Thursday, December 4, 2008
Oiligarchy: My Favorite Serious Game
I am in love with Oiligarchy, Molleindustria's latest "serious game" that puts the player in the role of an oil tycoon who, if successful, will somewhat indirectly destroy the world. Molleindustria's most famous game before this was the McDonald's Game which I thought was informative, but didn't function quite as well on the game side of things. I consider Oiligarchy to be the best mix of education and game I have ever seen, with many points to be learned and/or earned (a bit cheesy, I know).

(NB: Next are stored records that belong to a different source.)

use teloxide::prelude::*;

use super::{describe_error, BotHandler, HandlerResult};
use crate::bot::presenter::WizardCallback;
use crate::wizard::error::WizardError;
use crate::wizard::service::WizardService;
use crate::wizard::session::SessionId;
use crate::wizard::step::RawInput;

pub async fn callback_handler(bot: Bot, q: CallbackQuery, handler: BotHandler) -> HandlerResult {
    let user_id = q.from.id.0;
    let username = q.from.username.as_deref().unwrap_or("unknown");

    let Some(callback) = q.data.as_deref().and_then(WizardCallback::parse) else {
        bot.answer_callback_query(q.id).text("Invalid callback data format").await?;
        return Ok(());
    };

    tracing::info!("Callback received: {:?} from user {} ({})", callback, username, user_id);

    let reply = match callback {
        WizardCallback::Choose {
            session_id,
            position,
            index,
        } => match choose(&handler.wizards, session_id, user_id, position, index).await {
            Ok(()) => "👍".to_string(),
            Err(e) => describe_error(&e),
        },
        WizardCallback::Cancel { session_id } => match handler.wizards.cancel(session_id, user_id).await {
            Ok(true) => "Setup cancelled".to_string(),
            Ok(false) => "That setup had already ended".to_string(),
            Err(e) => describe_error(&e),
        },
    };

    bot.answer_callback_query(q.id).text(reply).await?;
    Ok(())
}

/// Resolves the button against the step it was rendered for and submits it.
pub(crate) async fn choose(
    wizards: &WizardService,
    session_id: SessionId,
    user_id: u64,
    position: usize,
    index: usize,
) -> Result<(), WizardError> {
    let (ctx, step) = wizards.controller().current_step(session_id)?;
    if ctx.position != position {
        return Err(WizardError::StaleStep {
            expected: position,
            current: ctx.position,
        });
    }

    let value = step
        .input_kind
        .options()
        .get(index)
        .map(|option| option.value.clone())
        .ok_or(WizardError::UnknownOption { index })?;

    // The position is checked again under the session lock
    wizards
        .submit_step(session_id, user_id, position, &RawInput::Selected(vec![value]))
        .await?;
    Ok(())
}

#[cfg(test)]
mod tests {
    use super::*;
    use crate::wizard::controller::WizardController;
    use crate::wizard::error::{StorageError, ValidationError};
    use crate::wizard::gateway::{PersistenceGateway, PresentationGateway};
    use crate::wizard::session::SessionContext;
    use crate::wizard::step::{Answers, ChoiceOption, StepDefinition};
    use async_trait::async_trait;
    use chrono::Duration;
    use std::sync::Arc;

    struct Quiet;

    #[async_trait]
    impl PersistenceGateway for Quiet {
        async fn save(&self, _scope_key: &str, _answers: &Answers, _saved_by: u64) -> Result<(), StorageError> {
            Ok(())
        }
    }

    #[async_trait]
    impl PresentationGateway for Quiet {
        async fn render(&self, _ctx: &SessionContext, _step: &StepDefinition, _prior_error: Option<&ValidationError>) {}
        async fn notify_complete(&self, _ctx: &SessionContext, _answers: &Answers) {}
        async fn notify_cancelled(&self, _ctx: &SessionContext) {}
    }

    fn wizards() -> WizardService {
        WizardService::new(
            Arc::new(WizardController::new()),
            Arc::new(Quiet),
            Arc::new(Quiet),
            Duration::minutes(15),
        )
    }

    fn mode_limit_name() -> Vec<StepDefinition> {
        vec![
            StepDefinition::single_choice(
                "mode",
                "Mode?",
                vec![ChoiceOption::new("open", "Open"), ChoiceOption::new("closed", "Closed")],
            ),
            StepDefinition::single_choice(
                "limit",
                "Limit?",
                vec![
                    ChoiceOption::new("0", "No limit"),
                    ChoiceOption::new("2", "2"),
                    ChoiceOption::new("5", "5"),
                ],
            ),
            StepDefinition::free_text("name", "Name?", 10),
        ]
    }

    #[tokio::test]
    async fn test_double_click_does_not_answer_the_next_step() {
        let wizards = wizards();
        let ctx = wizards.start(mode_limit_name(), 1, "voice:-100").await.expect("start");

        choose(&wizards, ctx.session_id, 1, 0, 0).await.expect("first press");
        let second = choose(&wizards, ctx.session_id, 1, 0, 0).await;
        assert!(matches!(second, Err(WizardError::StaleStep { expected: 0, current: 1 })));

        let snapshot = wizards.controller().snapshot(ctx.session_id).expect("session");
        assert_eq!(snapshot.cursor, 1);
        assert!(!snapshot.answers.contains_key("limit"));
    }

    #[tokio::test]
    async fn test_out_of_range_index_is_rejected() {
        let wizards = wizards();
        let ctx = wizards.start(mode_limit_name(), 1, "voice:-100").await.expect("start");
        choose(&wizards, ctx.session_id, 1, 0, 1).await.expect("pick closed");

        // Index 5 must not be read as the "5" option
        let result = choose(&wizards, ctx.session_id, 1, 1, 5).await;
        assert!(matches!(result, Err(WizardError::UnknownOption { index: 5 })));

        let snapshot = wizards.controller().snapshot(ctx.session_id).expect("session");
        assert_eq!(snapshot.cursor, 1);
        assert!(!snapshot.answers.contains_key("limit"));

        choose(&wizards, ctx.session_id, 1, 1, 2).await.expect("pick 5");
        let snapshot = wizards.controller().snapshot(ctx.session_id).expect("session");
        assert_eq!(snapshot.answers.get("limit").map(|v| v.to_string()), Some("5".to_string()));
    }
}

So, you're an oil tycoon. At the start of the game in 1946 (each turn is a year) you have available to you a small strip of Texas, where you can search and mine for oil to your heart's content, no regulation. It's not too difficult to start turning a profit, but the world quickly starts to want more and more oil, forcing you to find new areas of the world to drill, baby, drill. Each other area in the game (Alaska, Nigeria, Venezuela, and Iraq) has its own problems that discourage drilling. To overcome most of those issues, you need to control the United States government.

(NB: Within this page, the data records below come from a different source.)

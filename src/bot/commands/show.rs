use teloxide::prelude::*;

use crate::bot::handlers::{BotHandler, HandlerResult};
use crate::bot::presenter::answers_text;
use crate::utils::feedback::{CommandFeedback, FeedbackType};
use crate::utils::markdown::{bold, escape_markdown};
use crate::utils::validation::validate_flow_name;
use crate::wizard::flows;

pub async fn handle_flows(bot: Bot, msg: Message, handler: &BotHandler) -> HandlerResult {
    let feedback = CommandFeedback::new(bot, msg.chat.id);

    let saved = match handler.store.saved_flows(msg.chat.id.0).await {
        Ok(saved) => saved,
        Err(e) => {
            tracing::warn!("Could not list saved flows for chat {}: {}", msg.chat.id, e);
            Vec::new()
        }
    };

    let lines: Vec<String> = flows::names()
        .iter()
        .map(|flow| {
            let marker = if saved.iter().any(|s| s == flow) { " ✅" } else { "" };
            format!(
                "• {}{} {}",
                bold(&escape_markdown(flow)),
                marker,
                escape_markdown(flows::describe(flow).unwrap_or_default())
            )
        })
        .collect();

    let text = format!(
        "{}\n\n{}\n\n{}",
        bold("Available setups"),
        lines.join("\n"),
        escape_markdown("Start one with /setup <flow>. ✅ marks flows already configured here.")
    );
    feedback.send_formatted(FeedbackType::Info, &text, None).await?;
    Ok(())
}

pub async fn handle_show(bot: Bot, msg: Message, flow: String, handler: &BotHandler) -> HandlerResult {
    let feedback = CommandFeedback::new(bot, msg.chat.id);

    let flow = match validate_flow_name(&flow) {
        Ok(flow) => flow,
        Err(e) => {
            feedback.validation_error(&e.to_string(), "Example: /show ticket").await?;
            return Ok(());
        }
    };

    let scope_key = flows::scope_key(flow, msg.chat.id.0);
    match handler.store.load(&scope_key).await {
        Ok(Some(answers)) => {
            let text = format!(
                "{}\n\n{}",
                bold(&escape_markdown(&format!("Saved {flow} configuration"))),
                answers_text(&answers)
            );
            feedback.send_formatted(FeedbackType::Info, &text, None).await?;
        }
        Ok(None) => {
            feedback
                .info(&format!("No {flow} configuration saved yet. Use /setup {flow} to create one."))
                .await?;
        }
        Err(e) => {
            tracing::error!("Failed to load configuration {}: {}", scope_key, e);
            feedback.error("Could not read the saved configuration.").await?;
        }
    }

    Ok(())
}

Elections happen at the end of every decade. You are given a quick mini-game of sorts in which the "Donkey Party" races the "Elephant Party" to the presidency, with their popular support at the times and your money donations determining who will win. The parties have no actual difference inside the game, so you quickly figure out that party loyalty will get you absolutely nowhere. In fact, for real control and keeping down the growing environmentalist movement, you have to keep donating to the loser to some extent as well. Anyway, enough money for the winning party, and you'll receive access to the "secret room" below the Capitol Building that will allow you to pass special measures to help your own profits, like a whole event chain leading to the Gulf Wars.

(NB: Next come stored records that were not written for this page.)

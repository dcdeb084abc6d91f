use anyhow::{anyhow, Result};
use chrono::Duration;
use std::env;

const DEFAULT_DATABASE_URL: &str = "sqlite:./data/wizard.db";
const DEFAULT_SWEEP_SCHEDULE: &str = "0 */5 * * * *";

#[derive(Debug, Clone)]
pub struct Config {
    pub telegram_bot_token: String,
    pub database_url: String,
    pub http_port: u16,
    /// Idle time after which an unanswered wizard is discarded.
    pub wizard_ttl_secs: u64,
    /// Cron expression for the expired-session sweep.
    pub sweep_schedule: String,
}

impl Config {
    pub fn from_env() -> Result<Self> {
        let token = env::var("TELEGRAM_BOT_TOKEN")
            .map_err(|_| anyhow!("TELEGRAM_BOT_TOKEN must be set"))?;

        if token.trim().is_empty() {
            return Err(anyhow!("TELEGRAM_BOT_TOKEN must be set"));
        }

        let database_url = non_empty_var("DATABASE_URL").unwrap_or_else(|| DEFAULT_DATABASE_URL.to_string());

        let http_port = non_empty_var("HTTP_PORT")
            .unwrap_or_else(|| "3000".to_string())
            .trim()
            .parse()
            .map_err(|_| anyhow!("Invalid HTTP_PORT"))?;

        let wizard_ttl_secs: u64 = non_empty_var("WIZARD_TTL_SECS")
            .unwrap_or_else(|| "900".to_string())
            .trim()
            .parse()
            .map_err(|_| anyhow!("Invalid WIZARD_TTL_SECS"))?;

        if wizard_ttl_secs == 0 || wizard_ttl_secs > 86_400 {
            return Err(anyhow!("WIZARD_TTL_SECS must be between 1 and 86400"));
        }

        let sweep_schedule =
            non_empty_var("SWEEP_SCHEDULE").unwrap_or_else(|| DEFAULT_SWEEP_SCHEDULE.to_string());

        Ok(Config {
            telegram_bot_token: token,
            database_url,
            http_port,
            wizard_ttl_secs,
            sweep_schedule,
        })
    }

    pub fn wizard_ttl(&self) -> Duration {
        Duration::seconds(self.wizard_ttl_secs as i64)
    }
}

fn non_empty_var(name: &str) -> Option<String> {
    env::var(name).ok().filter(|value| !value.trim().is_empty())
}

A successful gamer will follow history exactly up to the present day. After that, oil peaks as supplies suddenly begin to dry up, and the game becomes much more satirical. Humongous catastrophes begin to strike the economy and the people start to reform absolutely everything in their lives in an attempt to get by, but if you successfully kept them hooked on oil and kept the government in your hands, then the game will (SPOILER ALERT) end with the Mutually Assured Destruction of the Earth over your oil. Other endings are possible if the gamer takes different approaches, but according to the victory matrix the game sets out, if you win, the world ends.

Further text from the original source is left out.